**TASK INPUTS**
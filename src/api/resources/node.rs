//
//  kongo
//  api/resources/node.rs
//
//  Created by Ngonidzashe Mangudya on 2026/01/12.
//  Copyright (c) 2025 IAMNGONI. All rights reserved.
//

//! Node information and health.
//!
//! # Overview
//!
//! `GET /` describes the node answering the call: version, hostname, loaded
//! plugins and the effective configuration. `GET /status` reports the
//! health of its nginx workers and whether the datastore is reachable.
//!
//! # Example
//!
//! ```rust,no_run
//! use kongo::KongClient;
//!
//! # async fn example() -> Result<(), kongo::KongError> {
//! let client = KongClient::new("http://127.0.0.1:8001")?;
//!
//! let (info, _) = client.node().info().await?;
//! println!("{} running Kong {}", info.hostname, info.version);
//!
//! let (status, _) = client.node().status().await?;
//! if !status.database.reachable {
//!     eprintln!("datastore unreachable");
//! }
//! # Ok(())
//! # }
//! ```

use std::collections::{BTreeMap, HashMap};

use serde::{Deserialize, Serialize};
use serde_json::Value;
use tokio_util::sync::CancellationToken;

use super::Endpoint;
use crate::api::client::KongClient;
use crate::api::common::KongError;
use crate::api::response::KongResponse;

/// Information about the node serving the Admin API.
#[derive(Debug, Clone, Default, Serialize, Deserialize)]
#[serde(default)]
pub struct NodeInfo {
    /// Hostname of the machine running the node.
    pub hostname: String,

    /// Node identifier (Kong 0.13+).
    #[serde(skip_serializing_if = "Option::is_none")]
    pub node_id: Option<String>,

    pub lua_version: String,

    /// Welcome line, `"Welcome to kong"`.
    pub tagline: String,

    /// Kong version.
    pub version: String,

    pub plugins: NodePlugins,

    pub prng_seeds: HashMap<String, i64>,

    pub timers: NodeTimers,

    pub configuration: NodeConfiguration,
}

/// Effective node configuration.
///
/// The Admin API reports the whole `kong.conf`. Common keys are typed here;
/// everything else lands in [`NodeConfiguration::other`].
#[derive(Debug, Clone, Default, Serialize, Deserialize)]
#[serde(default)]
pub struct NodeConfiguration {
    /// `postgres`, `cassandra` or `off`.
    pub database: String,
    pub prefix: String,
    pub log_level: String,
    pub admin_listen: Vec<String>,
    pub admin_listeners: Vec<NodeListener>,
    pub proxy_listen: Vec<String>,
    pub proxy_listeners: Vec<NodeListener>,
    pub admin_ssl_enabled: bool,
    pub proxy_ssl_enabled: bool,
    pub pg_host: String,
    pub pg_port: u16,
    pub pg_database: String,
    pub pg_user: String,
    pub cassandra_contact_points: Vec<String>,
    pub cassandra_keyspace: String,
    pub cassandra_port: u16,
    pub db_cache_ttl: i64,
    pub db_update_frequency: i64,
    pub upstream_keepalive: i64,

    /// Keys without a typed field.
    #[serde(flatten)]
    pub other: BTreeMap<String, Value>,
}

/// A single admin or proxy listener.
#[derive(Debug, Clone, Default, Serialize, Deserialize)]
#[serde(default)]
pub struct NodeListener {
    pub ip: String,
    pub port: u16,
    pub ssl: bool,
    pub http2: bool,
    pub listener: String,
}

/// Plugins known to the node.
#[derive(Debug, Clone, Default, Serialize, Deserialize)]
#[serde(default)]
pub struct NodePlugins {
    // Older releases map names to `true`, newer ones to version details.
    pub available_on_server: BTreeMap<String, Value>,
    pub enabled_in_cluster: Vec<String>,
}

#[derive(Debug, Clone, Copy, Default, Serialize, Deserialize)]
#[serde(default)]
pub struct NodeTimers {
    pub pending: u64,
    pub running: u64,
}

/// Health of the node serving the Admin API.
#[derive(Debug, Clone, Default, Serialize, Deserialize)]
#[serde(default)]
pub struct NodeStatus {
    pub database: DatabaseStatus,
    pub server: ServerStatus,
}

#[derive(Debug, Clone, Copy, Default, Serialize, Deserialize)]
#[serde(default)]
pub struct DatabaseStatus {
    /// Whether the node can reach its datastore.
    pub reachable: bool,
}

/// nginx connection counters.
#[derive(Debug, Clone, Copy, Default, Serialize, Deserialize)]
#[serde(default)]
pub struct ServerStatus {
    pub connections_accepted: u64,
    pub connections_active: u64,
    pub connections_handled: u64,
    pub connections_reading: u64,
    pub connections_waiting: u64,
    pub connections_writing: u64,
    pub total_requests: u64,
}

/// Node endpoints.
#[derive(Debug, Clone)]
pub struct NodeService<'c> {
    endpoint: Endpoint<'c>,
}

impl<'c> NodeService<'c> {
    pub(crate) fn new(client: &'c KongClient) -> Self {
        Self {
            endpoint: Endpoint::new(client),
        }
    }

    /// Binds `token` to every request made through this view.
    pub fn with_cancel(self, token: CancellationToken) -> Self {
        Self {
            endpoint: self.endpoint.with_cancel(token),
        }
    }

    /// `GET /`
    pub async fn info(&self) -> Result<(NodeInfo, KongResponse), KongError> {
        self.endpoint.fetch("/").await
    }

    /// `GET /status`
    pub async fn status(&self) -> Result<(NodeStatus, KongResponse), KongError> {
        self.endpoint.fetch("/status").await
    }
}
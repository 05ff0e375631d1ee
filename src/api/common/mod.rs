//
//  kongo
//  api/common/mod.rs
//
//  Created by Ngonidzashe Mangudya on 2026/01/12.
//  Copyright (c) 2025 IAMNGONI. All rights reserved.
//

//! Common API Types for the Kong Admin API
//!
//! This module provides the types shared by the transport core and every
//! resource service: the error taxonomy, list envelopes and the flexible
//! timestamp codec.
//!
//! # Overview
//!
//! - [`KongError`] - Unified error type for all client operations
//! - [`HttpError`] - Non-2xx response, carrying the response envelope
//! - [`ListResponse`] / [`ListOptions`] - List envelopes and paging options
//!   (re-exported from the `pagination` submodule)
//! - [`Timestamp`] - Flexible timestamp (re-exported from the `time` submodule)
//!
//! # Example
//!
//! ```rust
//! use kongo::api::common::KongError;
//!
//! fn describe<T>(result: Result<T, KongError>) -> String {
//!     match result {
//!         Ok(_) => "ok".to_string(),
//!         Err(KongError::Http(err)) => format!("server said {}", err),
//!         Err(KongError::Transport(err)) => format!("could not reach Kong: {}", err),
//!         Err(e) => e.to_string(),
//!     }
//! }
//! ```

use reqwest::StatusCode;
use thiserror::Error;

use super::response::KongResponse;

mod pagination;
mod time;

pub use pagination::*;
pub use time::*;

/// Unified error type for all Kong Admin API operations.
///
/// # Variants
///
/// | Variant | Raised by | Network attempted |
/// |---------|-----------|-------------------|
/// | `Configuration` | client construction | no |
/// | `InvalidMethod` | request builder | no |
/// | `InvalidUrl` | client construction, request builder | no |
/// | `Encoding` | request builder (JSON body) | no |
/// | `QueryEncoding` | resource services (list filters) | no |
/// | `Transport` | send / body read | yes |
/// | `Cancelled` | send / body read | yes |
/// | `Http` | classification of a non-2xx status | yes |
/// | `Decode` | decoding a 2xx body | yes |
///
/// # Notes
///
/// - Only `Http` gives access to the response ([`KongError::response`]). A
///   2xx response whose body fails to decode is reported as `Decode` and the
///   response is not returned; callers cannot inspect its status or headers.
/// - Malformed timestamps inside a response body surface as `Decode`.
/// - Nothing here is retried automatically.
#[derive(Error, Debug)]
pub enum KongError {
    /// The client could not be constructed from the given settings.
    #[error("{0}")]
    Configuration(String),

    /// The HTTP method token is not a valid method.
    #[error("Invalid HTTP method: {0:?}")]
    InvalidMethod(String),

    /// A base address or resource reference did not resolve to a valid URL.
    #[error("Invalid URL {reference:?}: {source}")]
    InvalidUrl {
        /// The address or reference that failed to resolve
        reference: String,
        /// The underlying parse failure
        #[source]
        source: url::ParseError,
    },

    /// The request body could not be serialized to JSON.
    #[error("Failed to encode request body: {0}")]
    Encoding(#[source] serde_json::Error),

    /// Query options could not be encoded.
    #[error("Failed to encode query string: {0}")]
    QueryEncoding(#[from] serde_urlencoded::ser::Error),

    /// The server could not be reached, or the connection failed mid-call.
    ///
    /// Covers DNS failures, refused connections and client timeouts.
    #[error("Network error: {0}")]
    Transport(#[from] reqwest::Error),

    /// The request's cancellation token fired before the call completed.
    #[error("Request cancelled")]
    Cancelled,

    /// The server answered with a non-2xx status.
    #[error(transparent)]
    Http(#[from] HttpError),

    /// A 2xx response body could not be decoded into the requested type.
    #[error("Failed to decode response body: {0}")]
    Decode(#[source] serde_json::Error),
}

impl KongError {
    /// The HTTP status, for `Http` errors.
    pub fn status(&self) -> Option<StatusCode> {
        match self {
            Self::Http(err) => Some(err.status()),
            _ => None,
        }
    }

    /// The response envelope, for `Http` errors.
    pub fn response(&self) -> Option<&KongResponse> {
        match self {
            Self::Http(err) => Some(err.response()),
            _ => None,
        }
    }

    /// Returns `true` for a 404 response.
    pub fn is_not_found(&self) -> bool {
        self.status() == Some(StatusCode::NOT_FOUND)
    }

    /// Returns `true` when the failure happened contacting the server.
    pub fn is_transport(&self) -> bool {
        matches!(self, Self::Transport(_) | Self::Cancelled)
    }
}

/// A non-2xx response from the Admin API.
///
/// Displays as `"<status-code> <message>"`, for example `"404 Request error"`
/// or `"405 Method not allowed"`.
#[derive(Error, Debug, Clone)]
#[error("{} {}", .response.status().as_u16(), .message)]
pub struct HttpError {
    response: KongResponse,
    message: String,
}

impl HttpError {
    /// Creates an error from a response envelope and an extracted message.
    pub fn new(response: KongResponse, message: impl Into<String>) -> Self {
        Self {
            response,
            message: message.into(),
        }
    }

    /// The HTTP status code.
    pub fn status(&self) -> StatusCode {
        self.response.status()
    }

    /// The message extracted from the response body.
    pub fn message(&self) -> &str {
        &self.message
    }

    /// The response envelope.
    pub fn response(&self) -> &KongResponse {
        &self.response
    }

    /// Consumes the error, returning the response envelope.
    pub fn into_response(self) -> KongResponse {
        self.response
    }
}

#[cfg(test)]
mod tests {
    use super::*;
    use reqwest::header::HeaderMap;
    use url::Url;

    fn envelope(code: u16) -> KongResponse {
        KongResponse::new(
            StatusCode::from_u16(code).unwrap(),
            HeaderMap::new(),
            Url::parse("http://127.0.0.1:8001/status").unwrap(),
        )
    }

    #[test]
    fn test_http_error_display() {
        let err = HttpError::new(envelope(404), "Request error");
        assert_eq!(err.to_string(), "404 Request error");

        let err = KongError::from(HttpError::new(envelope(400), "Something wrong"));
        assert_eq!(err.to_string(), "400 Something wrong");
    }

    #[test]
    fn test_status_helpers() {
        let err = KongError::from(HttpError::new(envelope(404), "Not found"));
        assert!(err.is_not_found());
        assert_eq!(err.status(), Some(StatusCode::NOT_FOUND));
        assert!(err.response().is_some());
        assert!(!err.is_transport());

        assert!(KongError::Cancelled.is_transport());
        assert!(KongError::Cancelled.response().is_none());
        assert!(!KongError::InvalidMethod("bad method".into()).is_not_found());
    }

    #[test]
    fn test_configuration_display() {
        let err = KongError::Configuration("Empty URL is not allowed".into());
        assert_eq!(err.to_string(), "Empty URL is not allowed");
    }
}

**ABOUT THIS EXERCISE**
All lines above containing the string "impl": copy each one.

**FINISHED TASK**
impl<'c> NodeService<'c> {
impl KongError {
impl HttpError {
    pub fn new(response: KongResponse, message: impl Into<String>) -> Self {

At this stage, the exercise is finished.